From the inexplicable appearance of the Archbishop of York to the return of Shaun Ryder.

For anyone with a birth date in the 1990s, the hours of 9PM to 10:30PM, Friday the 12th of June 2015, must have seemed baffling. As inexplicable as The Black And White Minstrel Show to anyone under the age of 28.

Like walking in on a Masonic ritual involving your mother and the Archbishop of York in which a crowd of forty-somethings wearing Kangol were circled round an altar to the sound of "The Riverboat Song", chanting "Wiiiiill".


Once, TFI Friday defined a generation's silliest ambitions. Then the waters receded over it, and it was lost to history, only decodable by 1990s-ologists who could tell you who Pearl Lowe was married to, or why The Wrekked Train left the Lo-Fidelity Allstars.

In the end, Chris Evans' decision to have one last send-off for the show he walked out on in 2000 hit a lot of bases. Part ego-heavy self-celebration. Part lesson in how Zoo TV ought to be done. Part pean to a Loaded-friendly pre-PC Britain.

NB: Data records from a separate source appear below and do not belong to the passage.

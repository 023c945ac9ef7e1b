// Copyright (c) 2023 Alibaba Cloud
//
// SPDX-License-Identifier: Apache-2.0
//

use attester::Platform;
use crypto::HashAlgorithm;
use log::debug;
use serde_json::json;

use crate::{
    client::{error_from_response, KbsClient, Stage, KBS_PREFIX, KBS_PROTOCOL_VERSION},
    types::{
        Attestation, AttestationResponseData, Challenge, Request,
        SELECTED_HASH_ALGORITHM_JSON_KEY, SUPPORTED_HASH_ALGORITHMS_JSON_KEY,
    },
    Error, Result,
};

/// Hash algorithm to use when the KBS does not select one.
const DEFAULT_HASH_ALGORITHM: HashAlgorithm = HashAlgorithm::Sha384;

fn get_request_extra_params() -> serde_json::Value {
    json!({ SUPPORTED_HASH_ALGORITHMS_JSON_KEY: HashAlgorithm::list_all() })
}

// The Request lists the supported hash algorithms; the Challenge returns
// which one the KBS wants the runtime data bound with.
pub(crate) fn build_request(tee: Platform) -> Request {
    Request {
        version: String::from(KBS_PROTOCOL_VERSION),
        tee,
        extra_params: get_request_extra_params(),
    }
}

pub(crate) fn selected_hash_algorithm(challenge: &Challenge) -> Result<HashAlgorithm> {
    match challenge.extra_params.get(SELECTED_HASH_ALGORITHM_JSON_KEY) {
        Some(selected) => {
            // A non-string value becomes a blank name, which fails to parse.
            let name = selected.as_str().unwrap_or("").to_lowercase();
            name.parse::<HashAlgorithm>()
                .map_err(|_| Error::InvalidHashAlgorithm(name))
        }
        None => Ok(DEFAULT_HASH_ALGORITHM),
    }
}

impl KbsClient {
    /// First half of the RCAR handshake: announce the platform and receive
    /// a challenge. The challenge also carries the attestation modes the
    /// server serves.
    pub(crate) async fn auth(&self, base_url: &str) -> Result<Challenge> {
        let endpoint = format!("{base_url}/{KBS_PREFIX}/auth");
        let request = build_request(self.provider.platform());
        debug!("send auth request {request:?} to {endpoint}");

        let res = self.http_client.post(&endpoint).json(&request).send().await?;
        if res.status() != reqwest::StatusCode::OK {
            return Err(error_from_response(Stage::Auth, &endpoint, res).await);
        }

        let challenge = res.json::<Challenge>().await?;
        debug!("get challenge: {challenge:?}");
        Ok(challenge)
    }

    /// Second half of the RCAR handshake. Evidence is generated here, bound
    /// to the challenge nonce and the TEE public key, and moved into the
    /// attestation request.
    pub(crate) async fn attest(
        &self,
        base_url: &str,
        challenge: Challenge,
    ) -> Result<AttestationResponseData> {
        let algorithm = selected_hash_algorithm(&challenge)?;
        let tee_pubkey = self.tee_key.export_pubkey();
        let runtime_data = json!({
            "tee-pubkey": tee_pubkey,
            "nonce": challenge.nonce,
        });
        let report_data = algorithm.digest(runtime_data.to_string().as_bytes());
        debug!("Challenge nonce: {}, algorithm: {algorithm}", challenge.nonce);

        let evidence = self.provider.get_evidence(report_data).await?;
        debug!("get evidence: {evidence:?}");

        let attestation = Attestation {
            tee_pubkey,
            hash_algorithm: algorithm,
            tee_evidence: evidence.into_json()?,
        };

        let endpoint = format!("{base_url}/{KBS_PREFIX}/attest");
        debug!("send attest request to {endpoint}");
        let res = self
            .http_client
            .post(&endpoint)
            .json(&attestation)
            .send()
            .await?;
        if res.status() != reqwest::StatusCode::OK {
            return Err(error_from_response(Stage::Attest, &endpoint, res).await);
        }

        let body = res.bytes().await?;
        if body.is_empty() {
            return Ok(AttestationResponseData::default());
        }

        serde_json::from_slice(&body)
            .map_err(|e| Error::KbsResponseDeserializationFailed(e.to_string()))
    }
}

The sense of a generation looking itself in the eye and realising it wasn't hip anymore hung heavy. The sense of a bunch of once cutting-edge TV professionals who'd turned into over-professional TV professionals hung heavier. It was all very serviceable. Occasionally peerless. Though in the final quarter: very boring indeed.

For those still seeking clarity on what they saw, these are the basics of how it went down.


After some opening pleasantries about how he'd gone mad in the 90s, with gonzo "producer" and chief sidekick Wiiiiiill "Will" MacDonald, the Archbishop of York, John Sentamu, came on and blessed the show with holy water. He offered some words: "May the road rise up to meet you. May the wind always be at your back. May the sun shine warm upon your face," which he claimed were a traditional Anglican blessing, when in fact most of us know that they are a Simple Minds song. People liked this. It was the right mix of quirky and cuddly – an Archbishop cutting the ribbon on what was obviously going to descend into a bear pit of rock 'n' roll anarchy. Right?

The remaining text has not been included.